Saved entries:
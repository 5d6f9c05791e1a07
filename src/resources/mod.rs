//! ECS resources made available to systems.
//!
//! Overview
//! - `coordinator` – which character is active, switch cooldown, entity handles
//! - `gameconfig` – tuning loaded from `config.ini`
//! - `gamestate` – observable snapshot store for UI and telemetry
//! - `input` – logical actions, edge detection and the input device
//! - `level` – static geometry and spawn points for the physics backend
//! - `script` – scripted input for headless runs
//! - `worldtime` – simulation time and fixed tick length
pub mod coordinator;
pub mod gameconfig;
pub mod gamestate;
pub mod input;
pub mod level;
pub mod script;
pub mod worldtime;
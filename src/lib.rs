//! Shadow Swap library.
//!
//! A two-character platformer core: the player drives one of two bodies
//! while the other follows, and control moves between them on demand.
//!
//! This module exposes the ECS components, resources, systems, and events
//! for use in integration tests and by the binary.

pub mod components;
pub mod events;
#[cfg(feature = "window")]
pub mod frontend;
pub mod game;
pub mod resources;
pub mod systems;
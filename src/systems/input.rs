//! Input system.
//!
//! [`update_input_state`] advances the [`InputDevice`] by one tick and feeds
//! its levels through the edge detectors of
//! [`InputState`](crate::resources::input::InputState).
use bevy_ecs::prelude::*;

use crate::resources::input::{HeldActions, InputDevice, InputState};

/// Sample the input device into `InputState`.
///
/// Without a device every action reads as released.
pub fn update_input_state(mut input: ResMut<InputState>, device: Option<ResMut<InputDevice>>) {
    match device {
        Some(mut device) => {
            device.0.poll();
            input.update_from(device.0.as_ref());
        }
        None => input.update_from(&HeldActions::new()),
    }
}
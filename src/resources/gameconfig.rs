//! Game configuration resource.
//!
//! Tuning for the simulation, loaded from an INI configuration file. Every
//! value has a default matching the reference behavior, so a missing file or
//! a missing key is never an error; a present but malformed or out-of-range
//! value is.
//!
//! # Configuration File Format
//!
//! ```ini
//! [simulation]
//! tick_rate = 60
//!
//! [switch]
//! cooldown_ms = 200
//!
//! [main]
//! max_speed = 200
//! acceleration = 800
//! jump_power = 500
//! friction = 0.8
//!
//! [shadow]
//! max_speed = 180
//! acceleration = 700
//! jump_power = 450
//! friction = 0.8
//!
//! [follow]
//! offset_x = 20
//! offset_y = -5
//! lerp = 0.05
//! teleport_threshold = 150
//! settle_distance = 5
//!
//! [physics]
//! gravity = 800
//!
//! [window]
//! width = 1024
//! height = 768
//! target_fps = 60
//!
//! [bindings]
//! switch = F, TAB
//! ```

use bevy_ecs::prelude::*;
use configparser::ini::Ini;
use glam::DVec2;
use log::info;
use std::path::{Path, PathBuf};
use thiserror::Error;

use crate::components::character::MovementTuning;
use crate::components::follow::{
    DEFAULT_FOLLOW_OFFSET, DEFAULT_LERP_FACTOR, DEFAULT_SETTLE_DISTANCE,
    DEFAULT_TELEPORT_THRESHOLD, FollowBehavior,
};
use crate::resources::coordinator::DEFAULT_SWITCH_COOLDOWN;
use crate::resources::input::{Action, KeyBindings};
use crate::resources::worldtime::DEFAULT_TICK_RATE;

const DEFAULT_GRAVITY: f64 = 800.0;
const DEFAULT_WINDOW_WIDTH: u32 = 1024;
const DEFAULT_WINDOW_HEIGHT: u32 = 768;
const DEFAULT_TARGET_FPS: u32 = 60;
const DEFAULT_CONFIG_PATH: &str = "./config.ini";

#[derive(Debug, Error)]
pub enum ConfigError {
    #[error("failed to load config file {path}: {reason}")]
    Load { path: PathBuf, reason: String },
    #[error("failed to save config file {path}: {source}")]
    Save {
        path: PathBuf,
        #[source]
        source: std::io::Error,
    },
    #[error("[{section}] {key}: {reason}")]
    Parse {
        section: String,
        key: String,
        reason: String,
    },
    #[error("invalid {key}: {reason}")]
    Invalid { key: &'static str, reason: String },
}

#[derive(Resource, Debug, Clone)]
pub struct GameConfig {
    /// Simulation ticks per second.
    pub tick_rate: f64,
    /// Post-switch cooldown in milliseconds.
    pub switch_cooldown_ms: u64,
    pub main: MovementTuning,
    pub shadow: MovementTuning,
    pub follow_offset: DVec2,
    pub follow_lerp: f64,
    pub teleport_threshold: f64,
    pub settle_distance: f64,
    /// Downward acceleration used by the arcade physics backend.
    pub gravity: f64,
    pub window_width: u32,
    pub window_height: u32,
    pub target_fps: u32,
    pub bindings: KeyBindings,
    /// Path to the configuration file.
    pub config_path: PathBuf,
}

impl Default for GameConfig {
    fn default() -> Self {
        Self::new()
    }
}

impl GameConfig {
    /// Create a new configuration with the reference values.
    pub fn new() -> Self {
        Self {
            tick_rate: DEFAULT_TICK_RATE,
            switch_cooldown_ms: (DEFAULT_SWITCH_COOLDOWN * 1000.0) as u64,
            main: MovementTuning::main(),
            shadow: MovementTuning::shadow(),
            follow_offset: DEFAULT_FOLLOW_OFFSET,
            follow_lerp: DEFAULT_LERP_FACTOR,
            teleport_threshold: DEFAULT_TELEPORT_THRESHOLD,
            settle_distance: DEFAULT_SETTLE_DISTANCE,
            gravity: DEFAULT_GRAVITY,
            window_width: DEFAULT_WINDOW_WIDTH,
            window_height: DEFAULT_WINDOW_HEIGHT,
            target_fps: DEFAULT_TARGET_FPS,
            bindings: KeyBindings::default(),
            config_path: PathBuf::from(DEFAULT_CONFIG_PATH),
        }
    }

    /// Create a new configuration with a custom config file path.
    pub fn with_path(path: impl Into<PathBuf>) -> Self {
        Self {
            config_path: path.into(),
            ..Self::new()
        }
    }

    /// Fixed tick length in seconds.
    pub fn tick_seconds(&self) -> f64 {
        1.0 / self.tick_rate
    }

    pub fn switch_cooldown_seconds(&self) -> f64 {
        self.switch_cooldown_ms as f64 / 1000.0
    }

    /// Follow behavior built from the `[follow]` section.
    pub fn follow_behavior(&self) -> FollowBehavior {
        FollowBehavior::new(self.follow_offset, self.follow_lerp, self.teleport_threshold)
            .with_settle_distance(self.settle_distance)
    }

    /// Load configuration from the INI file at `config_path`.
    ///
    /// Missing values retain their current values.
    pub fn load_from_file(&mut self) -> Result<(), ConfigError> {
        let mut ini = Ini::new();
        ini.load(&self.config_path).map_err(|reason| ConfigError::Load {
            path: self.config_path.clone(),
            reason,
        })?;
        self.apply_ini(&ini)?;
        info!(
            "Loaded config from {:?}: tick_rate={}, cooldown={}ms, gravity={}",
            self.config_path, self.tick_rate, self.switch_cooldown_ms, self.gravity
        );
        Ok(())
    }

    /// Load configuration from INI text.
    pub fn load_from_str(&mut self, text: &str) -> Result<(), ConfigError> {
        let mut ini = Ini::new();
        ini.read(text.to_string())
            .map_err(|reason| ConfigError::Load {
                path: PathBuf::from("<string>"),
                reason,
            })?;
        self.apply_ini(&ini)
    }

    /// Read `ini` into a copy and keep it only if it validates.
    fn apply_ini(&mut self, ini: &Ini) -> Result<(), ConfigError> {
        let mut next = self.clone();
        next.read_ini(ini)?;
        next.validate()?;
        *self = next;
        Ok(())
    }

    fn read_ini(&mut self, ini: &Ini) -> Result<(), ConfigError> {
        if let Some(v) = float(ini, "simulation", "tick_rate")? {
            self.tick_rate = v;
        }
        if let Some(v) = uint(ini, "switch", "cooldown_ms")? {
            self.switch_cooldown_ms = v;
        }
        apply_tuning(ini, "main", &mut self.main)?;
        apply_tuning(ini, "shadow", &mut self.shadow)?;

        if let Some(v) = float(ini, "follow", "offset_x")? {
            self.follow_offset.x = v;
        }
        if let Some(v) = float(ini, "follow", "offset_y")? {
            self.follow_offset.y = v;
        }
        if let Some(v) = float(ini, "follow", "lerp")? {
            self.follow_lerp = v;
        }
        if let Some(v) = float(ini, "follow", "teleport_threshold")? {
            self.teleport_threshold = v;
        }
        if let Some(v) = float(ini, "follow", "settle_distance")? {
            self.settle_distance = v;
        }
        if let Some(v) = float(ini, "physics", "gravity")? {
            self.gravity = v;
        }

        if let Some(v) = uint(ini, "window", "width")? {
            self.window_width = v as u32;
        }
        if let Some(v) = uint(ini, "window", "height")? {
            self.window_height = v as u32;
        }
        if let Some(v) = uint(ini, "window", "target_fps")? {
            self.target_fps = v as u32;
        }

        for action in Action::ALL {
            if let Some(keys) = ini.get("bindings", action.name()) {
                self.bindings.set(
                    action,
                    keys.split(',')
                        .map(|k| k.trim().to_ascii_uppercase())
                        .filter(|k| !k.is_empty()),
                );
            }
        }
        Ok(())
    }

    /// Reject values the simulation cannot run with.
    pub fn validate(&self) -> Result<(), ConfigError> {
        if !(self.tick_rate > 0.0) {
            return Err(ConfigError::Invalid {
                key: "simulation.tick_rate",
                reason: format!("must be positive, got {}", self.tick_rate),
            });
        }
        if !(self.follow_lerp > 0.0 && self.follow_lerp <= 1.0) {
            return Err(ConfigError::Invalid {
                key: "follow.lerp",
                reason: format!("must be in (0, 1], got {}", self.follow_lerp),
            });
        }
        if !(self.teleport_threshold > 0.0) {
            return Err(ConfigError::Invalid {
                key: "follow.teleport_threshold",
                reason: format!("must be positive, got {}", self.teleport_threshold),
            });
        }
        if !(self.settle_distance >= 0.0) {
            return Err(ConfigError::Invalid {
                key: "follow.settle_distance",
                reason: format!("must not be negative, got {}", self.settle_distance),
            });
        }
        Ok(())
    }

    /// Save configuration to the INI file.
    ///
    /// Creates the file if it doesn't exist.
    pub fn save_to_file(&self, path: &Path) -> Result<(), ConfigError> {
        let mut ini = Ini::new();
        let mut set = |section: &str, key: &str, value: String| {
            ini.set(section, key, Some(value));
        };

        set("simulation", "tick_rate", self.tick_rate.to_string());
        set("switch", "cooldown_ms", self.switch_cooldown_ms.to_string());
        for (section, t) in [("main", &self.main), ("shadow", &self.shadow)] {
            set(section, "max_speed", t.max_speed.to_string());
            set(section, "acceleration", t.acceleration.to_string());
            set(section, "jump_power", t.jump_power.to_string());
            set(section, "friction", t.friction.to_string());
            set(section, "deadzone", t.deadzone.to_string());
        }
        set("follow", "offset_x", self.follow_offset.x.to_string());
        set("follow", "offset_y", self.follow_offset.y.to_string());
        set("follow", "lerp", self.follow_lerp.to_string());
        set("follow", "teleport_threshold", self.teleport_threshold.to_string());
        set("follow", "settle_distance", self.settle_distance.to_string());
        set("physics", "gravity", self.gravity.to_string());
        set("window", "width", self.window_width.to_string());
        set("window", "height", self.window_height.to_string());
        set("window", "target_fps", self.target_fps.to_string());
        for action in Action::ALL {
            set("bindings", action.name(), self.bindings.keys(action).join(", "));
        }

        ini.write(path).map_err(|source| ConfigError::Save {
            path: path.to_path_buf(),
            source,
        })?;
        info!("Saved config to {:?}", path);
        Ok(())
    }
}

fn float(ini: &Ini, section: &str, key: &str) -> Result<Option<f64>, ConfigError> {
    ini.getfloat(section, key).map_err(|reason| ConfigError::Parse {
        section: section.to_string(),
        key: key.to_string(),
        reason,
    })
}

fn uint(ini: &Ini, section: &str, key: &str) -> Result<Option<u64>, ConfigError> {
    ini.getuint(section, key).map_err(|reason| ConfigError::Parse {
        section: section.to_string(),
        key: key.to_string(),
        reason,
    })
}

fn apply_tuning(ini: &Ini, section: &str, tuning: &mut MovementTuning) -> Result<(), ConfigError> {
    if let Some(v) = float(ini, section, "max_speed")? {
        tuning.max_speed = v;
    }
    if let Some(v) = float(ini, section, "acceleration")? {
        tuning.acceleration = v;
    }
    if let Some(v) = float(ini, section, "jump_power")? {
        tuning.jump_power = v;
    }
    if let Some(v) = float(ini, section, "friction")? {
        tuning.friction = v;
    }
    if let Some(v) = float(ini, section, "deadzone")? {
        tuning.deadzone = v;
    }
    Ok(())
}

#[cfg(test)]
mod tests {
    use super::*;

    #[test]
    fn test_defaults_match_reference_behavior() {
        let c = GameConfig::new();
        assert_eq!(c.switch_cooldown_ms, 200);
        assert_eq!(c.main, MovementTuning::main());
        assert_eq!(c.shadow, MovementTuning::shadow());
        assert_eq!(c.follow_offset, DVec2::new(20.0, -5.0));
        assert!((c.tick_seconds() - 1.0 / 60.0).abs() < 1e-12);
        assert!(c.validate().is_ok());
    }

    #[test]
    fn test_partial_ini_keeps_other_defaults() {
        let mut c = GameConfig::new();
        c.load_from_str("[switch]\ncooldown_ms = 350\n[shadow]\nmax_speed = 220\n")
            .unwrap();
        assert_eq!(c.switch_cooldown_ms, 350);
        assert_eq!(c.shadow.max_speed, 220.0);
        assert_eq!(c.shadow.acceleration, 700.0);
        assert_eq!(c.main, MovementTuning::main());
    }

    #[test]
    fn test_bindings_section() {
        let mut c = GameConfig::new();
        c.load_from_str("[bindings]\nswitch = f, tab\n").unwrap();
        assert_eq!(
            c.bindings.keys(Action::Switch),
            ["F".to_string(), "TAB".to_string()]
        );
        assert_eq!(c.bindings.keys(Action::Left), ["A".to_string(), "LEFT".to_string()]);
    }

    #[test]
    fn test_rejects_lerp_out_of_range() {
        let mut c = GameConfig::new();
        let err = c.load_from_str("[follow]\nlerp = 1.5\n").unwrap_err();
        assert!(matches!(err, ConfigError::Invalid { key: "follow.lerp", .. }));
    }

    #[test]
    fn test_rejected_file_leaves_config_untouched() {
        let mut c = GameConfig::new();
        let err = c
            .load_from_str("[switch]\ncooldown_ms = 500\n[follow]\nlerp = 0\n")
            .unwrap_err();
        assert!(matches!(err, ConfigError::Invalid { key: "follow.lerp", .. }));
        assert_eq!(c.switch_cooldown_ms, 200);
        assert_eq!(c.follow_lerp, 0.05);

        let err = c
            .load_from_str("[simulation]\ntick_rate = 30\n[physics]\ngravity = lots\n")
            .unwrap_err();
        assert!(matches!(err, ConfigError::Parse { .. }));
        assert!((c.tick_seconds() - 1.0 / 60.0).abs() < 1e-12);
    }

    #[test]
    fn test_rejects_non_numeric_value() {
        let mut c = GameConfig::new();
        let err = c.load_from_str("[physics]\ngravity = lots\n").unwrap_err();
        assert!(matches!(err, ConfigError::Parse { .. }));
    }

    #[test]
    fn test_missing_file_is_a_load_error() {
        let mut c = GameConfig::with_path("./definitely/not/here.ini");
        assert!(matches!(c.load_from_file(), Err(ConfigError::Load { .. })));
    }

    #[test]
    fn test_follow_behavior_from_config() {
        let mut c = GameConfig::new();
        c.teleport_threshold = 90.0;
        let f = c.follow_behavior();
        assert_eq!(f.teleport_threshold, 90.0);
        assert_eq!(f.lerp_factor, 0.05);
        assert!(!f.is_following());
    }
}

▶ _Activity_
Only lines with the word "acceleration" are wanted; pull each of them from the records.

▶ _The answer_
//! acceleration = 800
//! acceleration = 700
    /// Downward acceleration used by the arcade physics backend.
            set(section, "acceleration", t.acceleration.to_string());
    if let Some(v) = float(ini, section, "acceleration")? {
        tuning.acceleration = v;
        assert_eq!(c.shadow.acceleration, 700.0);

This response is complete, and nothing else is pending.